Why we are publishing this
In April 2026 AppRocket sunset Casetrack, the production case-management software product we had been building and operating for 18 months. Sunset is not failure — Casetrack served the firms that paid for it well, and the product taught us things no consulting engagement ever could. We sunset it because the lessons it taught us, when transferred across firms as a services engagement, deliver more value to more attorneys than a single SaaS product could ever reach.
We are publishing this retrospective for two reasons. The first is that the operational record we are about to share is uniquely uncopyable: most boutique AI firms in 2026 talk about legal AI without ever shipping a system that handles real matters in front of real attorneys. We did. The second is that mid-market law firms evaluating AI vendors deserve a primary-source account of what actually breaks in production, written by the people who broke it and recovered from it. This document is that account.
Operational specifics where we have firm permission to publish them are inline; figures we cannot publish without prejudicing former clients are marked [USER PROVIDE] and will be filled in or removed before the gated PDF version of this report ships.
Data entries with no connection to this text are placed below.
//! pixterm CLI entrypoint.

use std::io::{self, ErrorKind};

use anyhow::{Context, Result};
use clap::{CommandFactory, Parser};

use pixterm::cli::Cli;
use pixterm::source::{load_image, HttpFetcher};
use pixterm::terminal;
use pixterm::{
    render_image, FileConfig, ImageSource, RenderConfig, RenderOptions, TerminalCapability,
};

fn main() -> Result<()> {
    let cli = Cli::parse();
    init_tracing(cli.verbose);

    if let Some(shell) = cli.completions {
        clap_complete::generate(shell, &mut Cli::command(), "pixterm", &mut io::stdout());
        return Ok(());
    }

    run(&cli)
}

/// Log to stderr; `-v` flags raise the level and `RUST_LOG` can refine it.
#[cfg(not(tarpaulin_include))]
fn init_tracing(verbose: u8) {
    let level = match verbose {
        0 => tracing::Level::WARN,
        1 => tracing::Level::INFO,
        2 => tracing::Level::DEBUG,
        _ => tracing::Level::TRACE,
    };

    tracing_subscriber::fmt()
        .with_env_filter(
            tracing_subscriber::EnvFilter::from_default_env().add_directive(level.into()),
        )
        .with_writer(io::stderr)
        .with_ansi(false)
        .init();
}

fn run(cli: &Cli) -> Result<()> {
    // Validate every setting before touching the image.
    let file = FileConfig::load()?;
    let config = RenderConfig::resolve(cli.overrides(), &file)?;
    let capability = config.color.capability(TerminalCapability::detect);
    let desired_width = config.width.resolve(terminal::columns);
    tracing::debug!(
        width = %config.width,
        desired_width,
        mode = %config.mode,
        true_color = capability.true_color(),
        "Resolved render settings"
    );

    let input = cli
        .image
        .as_deref()
        .context("No image given (see --help)")?;
    let source = ImageSource::parse(input);
    let image = load_image(&source, &HttpFetcher::new())?;

    let options = RenderOptions::new(config.mode, capability);
    let frame = render_image(&image, desired_width, options)
        .with_context(|| format!("Cannot render {} at {} columns", source, desired_width))?;

    match frame.write_to(&mut io::stdout().lock()) {
        // Piped into `head` or similar; nothing left to do.
        Err(e) if e.kind() == ErrorKind::BrokenPipe => Ok(()),
        other => other.context("Failed to write to stdout"),
    }
}
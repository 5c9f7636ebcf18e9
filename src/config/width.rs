//! Desired render width.

use std::fmt;
use std::str::FromStr;

use super::error::ConfigError;

/// How many terminal columns the image should span.
#[derive(Debug, Clone, Copy, PartialEq, Eq, Default)]
pub enum WidthSpec {
    /// An absolute column count.
    Columns(u32),
    /// A percentage of the terminal width.
    Percent(u32),
    /// The whole terminal width.
    #[default]
    Terminal,
}

impl WidthSpec {
    /// Turn the spec into a column count, querying the terminal only when needed.
    pub fn resolve(&self, terminal_columns: impl FnOnce() -> u32) -> u32 {
        match *self {
            Self::Columns(cols) => cols,
            Self::Percent(pct) => {
                let cols = u64::from(terminal_columns()) * u64::from(pct) / 100;
                u32::try_from(cols).unwrap_or(u32::MAX)
            }
            Self::Terminal => terminal_columns(),
        }
    }
}

impl FromStr for WidthSpec {
    type Err = ConfigError;

    fn from_str(s: &str) -> Result<Self, Self::Err> {
        let invalid = |reason| ConfigError::InvalidWidth {
            value: s.to_string(),
            reason,
        };

        let trimmed = s.trim();
        if trimmed.is_empty() {
            return Err(invalid("expected a column count or a percentage"));
        }

        let (digits, percent) = match trimmed.strip_suffix('%') {
            Some(digits) => (digits.trim_end(), true),
            None => (trimmed, false),
        };

        let value: u32 = digits
            .parse()
            .map_err(|_| invalid("expected a positive whole number, optionally followed by '%'"))?;
        if value == 0 {
            return Err(invalid("must be greater than zero"));
        }

        Ok(if percent {
            Self::Percent(value)
        } else {
            Self::Columns(value)
        })
    }
}

impl fmt::Display for WidthSpec {
    fn fmt(&self, f: &mut fmt::Formatter<'_>) -> fmt::Result {
        match self {
            Self::Columns(cols) => write!(f, "{}", cols),
            Self::Percent(pct) => write!(f, "{}%", pct),
            Self::Terminal => f.write_str("terminal"),
        }
    }
}
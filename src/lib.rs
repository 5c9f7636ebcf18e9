//! pixterm - render raster images as colored blocks in the terminal.
//!
//! The library is split into a pure rendering core and the thin layers
//! around it:
//! - [`render`]: sizing, alpha compositing, palette quantization, frame output
//! - [`terminal`]: color capability and width discovery
//! - [`source`]: loading and resampling the input image
//! - [`config`]: validated settings from flags and the config file
//! - [`cli`]: the clap command definition

pub mod cli;
pub mod config;
pub mod pipeline;
pub mod render;
pub mod source;
pub mod terminal;

pub use config::{ColorChoice, ConfigError, FileConfig, RenderConfig, WidthSpec};
pub use pipeline::render_image;
pub use render::{RenderError, RenderOptions, RenderedFrame, TransparencyMode};
pub use source::{ImageSource, LoadError};
pub use terminal::TerminalCapability;
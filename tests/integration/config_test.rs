//! Integration tests for the config file layer.

use predicates::prelude::*;

use crate::helpers::{cell_count, frame_lines, three_by_two, Sandbox};

#[test]
fn config_file_sets_defaults() {
    let sandbox = Sandbox::new();
    sandbox.write_config("width = 6\nmode = \"blacken\"\ncolor = \"256\"\n");
    let image = sandbox.write_png("grid.png", &three_by_two());

    let output = sandbox
        .pixterm()
        .env("COLORTERM", "truecolor")
        .arg(&image)
        .output()
        .unwrap();

    assert!(output.status.success());
    let lines = frame_lines(&output.stdout);
    assert_eq!(lines.len(), 2);
    assert!(lines.iter().all(|line| cell_count(line) == 3));
    assert_eq!(
        lines[1],
        "\x1b[48;5;232m  \x1b[48;5;232m  \x1b[48;5;255m  \x1b[0m"
    );
}

#[test]
fn flags_override_config_file() {
    let sandbox = Sandbox::new();
    sandbox.write_config("width = \"10%\"\nmode = \"blacken\"\n");
    let image = sandbox.write_png("grid.png", &three_by_two());

    let output = sandbox
        .pixterm()
        .args([image.as_str(), "--width", "6", "--mode", "threshold"])
        .output()
        .unwrap();

    assert!(output.status.success());
    let lines = frame_lines(&output.stdout);
    assert_eq!(
        lines[1],
        "\x1b[48;5;232m  \x1b[0m  \x1b[48;5;255m  \x1b[0m"
    );
}

#[test]
fn invalid_mode_in_config_fails_before_loading_image() {
    let sandbox = Sandbox::new();
    sandbox.write_config("mode = \"grayscale\"\n");

    sandbox
        .pixterm()
        .arg("does-not-exist.png")
        .assert()
        .code(1)
        .stderr(predicate::str::contains("Invalid transparency mode 'grayscale'"))
        .stderr(predicate::str::contains("File not found").not());
}

#[test]
fn malformed_config_file_is_reported_with_its_path() {
    let sandbox = Sandbox::new();
    sandbox.write_config("width = [\n");
    let image = sandbox.write_png("grid.png", &three_by_two());

    sandbox
        .pixterm()
        .arg(&image)
        .assert()
        .code(1)
        .stderr(predicate::str::contains("Failed to parse config file"))
        .stderr(predicate::str::contains("config.toml"));
}
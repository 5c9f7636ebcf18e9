//! Row-major pixel grid at render resolution.

use super::error::RenderError;
use super::resize::Dimensions;
use super::types::Pixel;

/// Decoded image pixels laid out top-to-bottom, left-to-right.
///
/// Every row has exactly `width` pixels; constructors reject anything else.
#[derive(Debug, Clone, PartialEq, Eq)]
pub struct PixelMatrix {
    width: u32,
    height: u32,
    pixels: Vec<Pixel>,
}

impl PixelMatrix {
    /// Build from a flat row-major pixel buffer.
    pub fn from_raw(dims: Dimensions, pixels: Vec<Pixel>) -> Result<Self, RenderError> {
        if pixels.len() != dims.area() {
            return Err(RenderError::RaggedMatrix {
                width: dims.width,
                height: dims.height,
                expected: dims.area(),
                actual: pixels.len(),
            });
        }
        Ok(Self {
            width: dims.width,
            height: dims.height,
            pixels,
        })
    }

    /// Build from packed RGBA8 bytes, four per pixel.
    pub fn from_rgba_bytes(dims: Dimensions, bytes: &[u8]) -> Result<Self, RenderError> {
        if bytes.len() != dims.area() * 4 {
            return Err(RenderError::RaggedMatrix {
                width: dims.width,
                height: dims.height,
                expected: dims.area(),
                actual: bytes.len() / 4,
            });
        }
        let pixels = bytes
            .chunks_exact(4)
            .map(|px| Pixel::new(px[0], px[1], px[2], px[3]))
            .collect();
        Self::from_raw(dims, pixels)
    }

    /// Build from explicit rows, which must all share one length.
    pub fn from_rows(rows: Vec<Vec<Pixel>>) -> Result<Self, RenderError> {
        let height = rows.len();
        let width = rows.first().map_or(0, Vec::len);
        let dims = Dimensions::new(width as u32, height as u32);

        if let Some(bad) = rows.iter().find(|row| row.len() != width) {
            return Err(RenderError::RaggedMatrix {
                width: dims.width,
                height: dims.height,
                expected: width,
                actual: bad.len(),
            });
        }

        Self::from_raw(dims, rows.into_iter().flatten().collect())
    }

    pub fn width(&self) -> u32 {
        self.width
    }

    pub fn height(&self) -> u32 {
        self.height
    }

    #[cfg(test)]
    pub fn dimensions(&self) -> Dimensions {
        Dimensions::new(self.width, self.height)
    }

    #[cfg(test)]
    pub fn get(&self, x: u32, y: u32) -> Option<Pixel> {
        if x >= self.width || y >= self.height {
            return None;
        }
        self.pixels
            .get(y as usize * self.width as usize + x as usize)
            .copied()
    }

    /// Rows in top-to-bottom order.
    pub fn rows(&self) -> impl Iterator<Item = &[Pixel]> + '_ {
        // chunks_exact(0) panics; a zero-width matrix has no pixels to walk.
        let chunk = (self.width as usize).max(1);
        self.pixels
            .chunks_exact(chunk)
            .take(if self.width == 0 { 0 } else { self.height as usize })
    }
}
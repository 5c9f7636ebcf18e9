//! ANSI escape code conversion utilities.
//!
//! Converts composited colors to SGR background sequences, quantizing to the
//! 256-color palette when the terminal lacks 24-bit support.

use super::composite::Composited;
use super::types::Rgb;
use crate::terminal::TerminalCapability;

/// SGR reset sequence.
pub const ANSI_RESET: &str = "\x1b[0m";

/// First index of the 6x6x6 color cube.
const CUBE_START: u8 = 16;
/// First index of the 24-step grayscale ramp.
const GRAY_START: u8 = 232;
/// Highest level on each cube axis.
const CUBE_MAX_LEVEL: u32 = 5;
/// Highest step on the grayscale ramp.
const GRAY_MAX_STEP: u32 = 23;

/// A background color escape sequence.
#[derive(Debug, Clone, Copy, PartialEq, Eq)]
pub enum ColorCode {
    /// `ESC[48;2;R;G;Bm`
    TrueColor(Rgb),
    /// `ESC[48;5;Nm`
    Indexed(u8),
    /// `ESC[0m`
    Reset,
}

impl ColorCode {
    /// Append the escape sequence to the buffer.
    pub fn push_to(&self, buf: &mut String) {
        match self {
            Self::TrueColor(rgb) => {
                buf.push_str("\x1b[48;2;");
                buf.push_str(&rgb.r.to_string());
                buf.push(';');
                buf.push_str(&rgb.g.to_string());
                buf.push(';');
                buf.push_str(&rgb.b.to_string());
                buf.push('m');
            }
            Self::Indexed(n) => {
                buf.push_str("\x1b[48;5;");
                buf.push_str(&n.to_string());
                buf.push('m');
            }
            Self::Reset => buf.push_str(ANSI_RESET),
        }
    }
}

/// Encode a composited pixel for the given terminal.
pub fn encode(color: Composited, capability: TerminalCapability) -> ColorCode {
    match color {
        Composited::Transparent => ColorCode::Reset,
        Composited::Opaque(rgb) if capability.true_color() => ColorCode::TrueColor(rgb),
        Composited::Opaque(rgb) => ColorCode::Indexed(palette_index(rgb)),
    }
}

/// Nearest-level index into the 256-color palette.
///
/// Grays land on the ramp at 232-255, everything else in the cube at 16-231.
pub fn palette_index(rgb: Rgb) -> u8 {
    if rgb.is_gray() {
        GRAY_START + scale(rgb.r, GRAY_MAX_STEP)
    } else {
        CUBE_START + 36 * scale(rgb.r, CUBE_MAX_LEVEL)
            + 6 * scale(rgb.g, CUBE_MAX_LEVEL)
            + scale(rgb.b, CUBE_MAX_LEVEL)
    }
}

/// `round(channel / 255 * max)` in integer math; 255 is odd so there are no ties.
fn scale(channel: u8, max: u32) -> u8 {
    ((u32::from(channel) * max + 127) / 255) as u8
}
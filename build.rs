//! Build script for pixterm.
//!
//! Sets `PIXTERM_BUILD_DATE` for `--version`. Dev builds also get
//! `VERGEN_GIT_SHA`; `--features release` leaves the hash out.

use std::process::Command;

const UNKNOWN: &str = "unknown";

/// Build date as YYYY-MM-DD, or "unknown" where `date` is unavailable (Windows).
fn build_date() -> String {
    Command::new("date")
        .arg("+%Y-%m-%d")
        .output()
        .ok()
        .filter(|output| output.status.success())
        .map(|output| String::from_utf8_lossy(&output.stdout).trim().to_string())
        .unwrap_or_else(|| UNKNOWN.to_string())
}

#[cfg(not(feature = "release"))]
fn emit_git_sha() {
    use vergen_gitcl::{Emitter, GitclBuilder};

    let emitted = GitclBuilder::default()
        .sha(true)
        .build()
        .map_err(describe)
        .and_then(|git| {
            Emitter::default()
                .add_instructions(&git)
                .and_then(|emitter| emitter.emit())
                .map_err(describe)
        });

    // Source tarballs have no .git directory.
    if let Err(e) = emitted {
        println!("cargo:warning=git SHA unavailable: {}", e);
        println!("cargo:rustc-env=VERGEN_GIT_SHA={}", UNKNOWN);
    }
}

#[cfg(not(feature = "release"))]
fn describe<E: std::fmt::Display>(e: E) -> String {
    e.to_string()
}

fn main() {
    println!("cargo:rustc-env=PIXTERM_BUILD_DATE={}", build_date());

    #[cfg(not(feature = "release"))]
    emit_git_sha();
}
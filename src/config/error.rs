//! Configuration errors.

use std::path::PathBuf;

/// Errors raised while validating user settings, before any pixel is touched.
#[derive(Debug, thiserror::Error)]
pub enum ConfigError {
    #[error("Invalid transparency mode '{value}' (expected threshold, whiten or blacken)")]
    InvalidTransparencyMode { value: String },

    #[error("Invalid width '{value}': {reason}")]
    InvalidWidth { value: String, reason: &'static str },

    #[error("Invalid color setting '{value}' (expected auto, truecolor or 256)")]
    InvalidColorChoice { value: String },

    #[error("Failed to read config file {path}: {source}")]
    Read {
        path: PathBuf,
        #[source]
        source: std::io::Error,
    },

    #[error("Failed to parse config file {path}: {source}")]
    Parse {
        path: PathBuf,
        #[source]
        source: toml::de::Error,
    },
}
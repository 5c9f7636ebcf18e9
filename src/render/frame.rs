//! Frame rendering.
//!
//! Walks a pixel matrix row by row and turns every pixel into a background
//! color code followed by two filler columns.

use std::fmt;
use std::io::{self, Write};

use super::ansi::{encode, ColorCode};
use super::composite::composite;
use super::matrix::PixelMatrix;
use super::resize::COLUMNS_PER_PIXEL;
use super::types::TransparencyMode;
use crate::terminal::TerminalCapability;

/// Characters printed after each color code.
pub const FILLER: &str = "  ";

/// Immutable per-run render settings.
#[derive(Debug, Clone, Copy, PartialEq, Eq, Default)]
pub struct RenderOptions {
    pub mode: TransparencyMode,
    pub capability: TerminalCapability,
}

impl RenderOptions {
    pub fn new(mode: TransparencyMode, capability: TerminalCapability) -> Self {
        Self { mode, capability }
    }
}

/// Rendered output: one string per pixel row, each ending in a reset code.
#[derive(Debug, Clone, PartialEq, Eq)]
pub struct RenderedFrame {
    lines: Vec<String>,
}

impl RenderedFrame {
    pub fn lines(&self) -> &[String] {
        &self.lines
    }

    /// Write the frame as laid out by its `Display` impl, then flush.
    pub fn write_to<W: Write>(&self, out: &mut W) -> io::Result<()> {
        write!(out, "{}", self)?;
        out.flush()
    }
}

/// A blank line, every row, then another blank line.
impl fmt::Display for RenderedFrame {
    fn fmt(&self, f: &mut fmt::Formatter<'_>) -> fmt::Result {
        writeln!(f)?;
        for line in &self.lines {
            writeln!(f, "{}", line)?;
        }
        writeln!(f)
    }
}

/// Render every row of `matrix`, top to bottom.
pub fn render_frame(matrix: &PixelMatrix, options: RenderOptions) -> RenderedFrame {
    // Worst case per pixel: "\x1b[48;2;255;255;255m" plus filler.
    let line_capacity = matrix.width() as usize * (19 + COLUMNS_PER_PIXEL as usize) + 4;
    let lines = matrix
        .rows()
        .map(|row| {
            let mut line = String::with_capacity(line_capacity);
            for &pixel in row {
                encode(composite(pixel, options.mode), options.capability).push_to(&mut line);
                line.push_str(FILLER);
            }
            ColorCode::Reset.push_to(&mut line);
            line
        })
        .collect();

    RenderedFrame { lines }
}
The strategic conclusions do not depend on the redacted numbers.
1. What we built and why we sunset it
Casetrack was a case management product built on top of a legal-vertical AI substrate. Attorneys at small and mid-market firms used it for intake routing, conflict-check resolution, doc-review assist, and matter-lifecycle tracking. The unifying thesis was that the case management layer was the right place to do AI in legal — not a standalone agent bolted on, not a foundation-model wrapper sitting next to existing systems, but the system of record itself, made AI-native from the substrate up.
We were right about the substrate thesis. We were wrong about the form factor. Three things became clear over 18 months in market:
First, the real value we delivered to attorneys was not the AI surfaces in isolation — it was the eval discipline behind them. The same five firms who paid us for Casetrack would have paid more for the eval discipline applied to their existing case management system. We were selling a product when the market wanted the methodology.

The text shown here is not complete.